(Available data)

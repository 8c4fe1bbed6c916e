//! End-to-end tests driving two `Chirp` instances over loopback TCP.
//!
//! Most scenarios disable encryption so they don't depend on generated
//! certificates; `tls_round_trip_over_loopback` forces encryption with
//! `Config::always_encrypt` (loopback is unencrypted by default) and a
//! self-signed certificate pair generated on the fly with `rcgen`,
//! exercising the accept-side and connect-side TLS handshakes end to
//! end.

use std::cell::RefCell;
use std::net::{IpAddr, Ipv4Addr};
use std::rc::Rc;
use std::time::Duration;

use chirp::{Chirp, Config};

fn loopback_config(port: u16) -> Config {
    let mut cfg = Config::default();
    cfg.port = port;
    cfg.disable_encryption = true;
    cfg.disable_signals = true;
    cfg.timeout = Duration::from_millis(200);
    cfg.reuse_time = Duration::from_secs(1);
    cfg
}

async fn settle() {
    tokio::time::delay_for(Duration::from_millis(200)).await;
}

/// Generates a self-signed certificate/key pair and writes it to two
/// PEM files under the OS temp dir, tagged so concurrent tests don't
/// collide.
fn write_tls_material(tag: &str) -> (std::path::PathBuf, std::path::PathBuf) {
    let cert = rcgen::generate_simple_self_signed(vec!["localhost".to_string()]).unwrap();
    let cert_pem = cert.serialize_pem().unwrap();
    let key_pem = cert.serialize_private_key_pem();

    let dir = std::env::temp_dir();
    let cert_path = dir.join(format!("chirp-test-{}-cert.pem", tag));
    let key_path = dir.join(format!("chirp-test-{}-key.pem", tag));
    std::fs::write(&cert_path, cert_pem).unwrap();
    std::fs::write(&key_path, key_pem).unwrap();
    (cert_path, key_path)
}

#[test]
fn echo_async_unencrypted_loopback() {
    let mut local = tokio::task::LocalSet::new();
    let mut rt = tokio::runtime::Builder::new()
        .basic_scheduler()
        .enable_all()
        .build()
        .unwrap();

    local.block_on(&mut rt, async {
        let server = Rc::new(Chirp::new(loopback_config(32000)).unwrap());
        let client = Chirp::new(loopback_config(32001)).unwrap();

        let received: Rc<RefCell<Vec<Vec<u8>>>> = Rc::new(RefCell::new(Vec::new()));
        let received_for_server = received.clone();
        let server_for_cb = server.clone();
        server
            .start(move |msg| {
                received_for_server.borrow_mut().push(msg.data.clone());
                let mut echo = chirp::Message::new(msg.address, msg.port);
                echo.data = msg.data.clone();
                server_for_cb.send(echo, Box::new(|_| {}));
            })
            .await
            .unwrap();

        let client_received: Rc<RefCell<Vec<Vec<u8>>>> = Rc::new(RefCell::new(Vec::new()));
        let client_received_for_cb = client_received.clone();
        client
            .start(move |msg| {
                client_received_for_cb.borrow_mut().push(msg.data.clone());
            })
            .await
            .unwrap();

        settle().await;

        let mut msg = chirp::Message::new(IpAddr::V4(Ipv4Addr::LOCALHOST), 32000);
        msg.data = b"hello chirp".to_vec();
        let sent = Rc::new(RefCell::new(None));
        let sent_for_cb = sent.clone();
        client.send(msg, Box::new(move |res| *sent_for_cb.borrow_mut() = Some(res)));

        settle().await;

        assert_eq!(sent.borrow().as_ref().unwrap(), &Ok(()));
        assert_eq!(received.borrow().as_slice(), &[b"hello chirp".to_vec()]);
        assert_eq!(
            client_received.borrow().as_slice(),
            &[b"hello chirp".to_vec()],
            "client's own recv callback must fire for replies arriving on its outbound connection"
        );

        client.close();
        server.close();
    });
}

#[test]
fn sync_request_reply_delivers_reply_to_client() {
    let mut local = tokio::task::LocalSet::new();
    let mut rt = tokio::runtime::Builder::new()
        .basic_scheduler()
        .enable_all()
        .build()
        .unwrap();

    local.block_on(&mut rt, async {
        let mut server_cfg = loopback_config(32030);
        server_cfg.synchronous = true;
        let mut client_cfg = loopback_config(32031);
        client_cfg.synchronous = true;

        let server = Rc::new(Chirp::new(server_cfg).unwrap());
        let client = Rc::new(Chirp::new(client_cfg).unwrap());

        let server_for_cb = server.clone();
        server
            .start(move |msg| {
                let mut reply = chirp::Message::new(msg.address, msg.port);
                reply.identity = msg.identity;
                reply.data = b"pong".to_vec();
                server_for_cb.send(reply, Box::new(|_| {}));
                server_for_cb.release_msg_slot(msg);
            })
            .await
            .unwrap();

        let client_for_cb = client.clone();
        let client_received: Rc<RefCell<Vec<chirp::Message>>> = Rc::new(RefCell::new(Vec::new()));
        let client_received_for_cb = client_received.clone();
        client
            .start(move |msg| {
                client_received_for_cb.borrow_mut().push(msg.clone());
                client_for_cb.release_msg_slot(msg);
            })
            .await
            .unwrap();

        settle().await;

        let mut ping = chirp::Message::new(IpAddr::V4(Ipv4Addr::LOCALHOST), 32030);
        ping.identity = [2u8; 16];
        ping.data = b"ping".to_vec();
        let sent = Rc::new(RefCell::new(None));
        let sent_for_cb = sent.clone();
        client.send(ping, Box::new(move |res| *sent_for_cb.borrow_mut() = Some(res)));

        settle().await;

        assert_eq!(sent.borrow().as_ref().unwrap(), &Ok(()));
        let received = client_received.borrow();
        assert_eq!(received.len(), 1);
        assert_eq!(received[0].identity, [2u8; 16]);
        assert_eq!(received[0].data, b"pong".to_vec());

        client.close();
        server.close();
    });
}

#[test]
fn tls_round_trip_over_loopback() {
    let mut local = tokio::task::LocalSet::new();
    let mut rt = tokio::runtime::Builder::new()
        .basic_scheduler()
        .enable_all()
        .build()
        .unwrap();

    local.block_on(&mut rt, async {
        let (cert_path, key_path) = write_tls_material("round-trip");

        let mut server_cfg = loopback_config(32040);
        server_cfg.disable_encryption = false;
        server_cfg.always_encrypt = true;
        server_cfg.cert_chain_pem = Some(cert_path.clone());
        server_cfg.dh_params_pem = Some(key_path.clone());

        let mut client_cfg = loopback_config(32041);
        client_cfg.disable_encryption = false;
        client_cfg.always_encrypt = true;
        client_cfg.cert_chain_pem = Some(cert_path);
        client_cfg.dh_params_pem = Some(key_path);

        let server = Chirp::new(server_cfg).unwrap();
        let client = Chirp::new(client_cfg).unwrap();

        let received: Rc<RefCell<Vec<Vec<u8>>>> = Rc::new(RefCell::new(Vec::new()));
        let received_for_server = received.clone();
        server
            .start(move |msg| {
                received_for_server.borrow_mut().push(msg.data.clone());
            })
            .await
            .unwrap();
        client.start(|_msg| {}).await.unwrap();

        settle().await;

        let mut msg = chirp::Message::new(IpAddr::V4(Ipv4Addr::LOCALHOST), 32040);
        msg.data = b"hello over tls".to_vec();
        let sent = Rc::new(RefCell::new(None));
        let sent_for_cb = sent.clone();
        client.send(msg, Box::new(move |res| *sent_for_cb.borrow_mut() = Some(res)));

        settle().await;

        assert_eq!(sent.borrow().as_ref().unwrap(), &Ok(()));
        assert_eq!(received.borrow().as_slice(), &[b"hello over tls".to_vec()]);

        client.close();
        server.close();
    });
}

#[test]
fn send_to_unreachable_peer_fails_with_cannot_connect() {
    let mut local = tokio::task::LocalSet::new();
    let mut rt = tokio::runtime::Builder::new()
        .basic_scheduler()
        .enable_all()
        .build()
        .unwrap();

    local.block_on(&mut rt, async {
        let mut cfg = loopback_config(32010);
        cfg.timeout = Duration::from_millis(100);
        let client = Chirp::new(cfg).unwrap();
        client.start(|_| {}).await.unwrap();

        // Nothing is listening on 32099; the TCP connect attempt itself
        // should fail fast rather than hang for the full timeout.
        let mut msg = chirp::Message::new(IpAddr::V4(Ipv4Addr::LOCALHOST), 32099);
        msg.data = b"noop".to_vec();
        let result = Rc::new(RefCell::new(None));
        let result_cb = result.clone();
        client.send(msg, Box::new(move |res| *result_cb.borrow_mut() = Some(res)));

        tokio::time::delay_for(Duration::from_millis(500)).await;

        assert_eq!(
            result.borrow().as_ref().unwrap(),
            &Err(chirp::ChirpError::CannotConnect)
        );
        client.close();
    });
}

#[test]
fn oversize_message_is_rejected_as_protocol_error() {
    let mut local = tokio::task::LocalSet::new();
    let mut rt = tokio::runtime::Builder::new()
        .basic_scheduler()
        .enable_all()
        .build()
        .unwrap();

    local.block_on(&mut rt, async {
        let mut server_cfg = loopback_config(32020);
        server_cfg.max_msg_size = 64;
        let server = Chirp::new(server_cfg).unwrap();
        let client = Chirp::new(loopback_config(32021)).unwrap();

        let received = Rc::new(RefCell::new(0u32));
        let received_cb = received.clone();
        server
            .start(move |_| *received_cb.borrow_mut() += 1)
            .await
            .unwrap();
        client.start(|_| {}).await.unwrap();
        settle().await;

        let mut msg = chirp::Message::new(IpAddr::V4(Ipv4Addr::LOCALHOST), 32020);
        msg.data = vec![0u8; 4096];
        client.send(msg, Box::new(|_| {}));

        settle().await;

        assert_eq!(*received.borrow(), 0);
        client.close();
        server.close();
    });
}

(End Available data)

Task directions: Restate word for word the entries above, starting at the line with "let mut cfg = loopback_config(32010);" and ending at the line with "let result = Rc::new(RefCell::new(None));", inclusive, and no others.

Task solution:
        let mut cfg = loopback_config(32010);
        cfg.timeout = Duration::from_millis(100);
        let client = Chirp::new(cfg).unwrap();
        client.start(|_| {}).await.unwrap();

        // Nothing is listening on 32099; the TCP connect attempt itself
        // should fail fast rather than hang for the full timeout.
        let mut msg = chirp::Message::new(IpAddr::V4(Ipv4Addr::LOCALHOST), 32099);
        msg.data = b"noop".to_vec();
        let result = Rc::new(RefCell::new(None));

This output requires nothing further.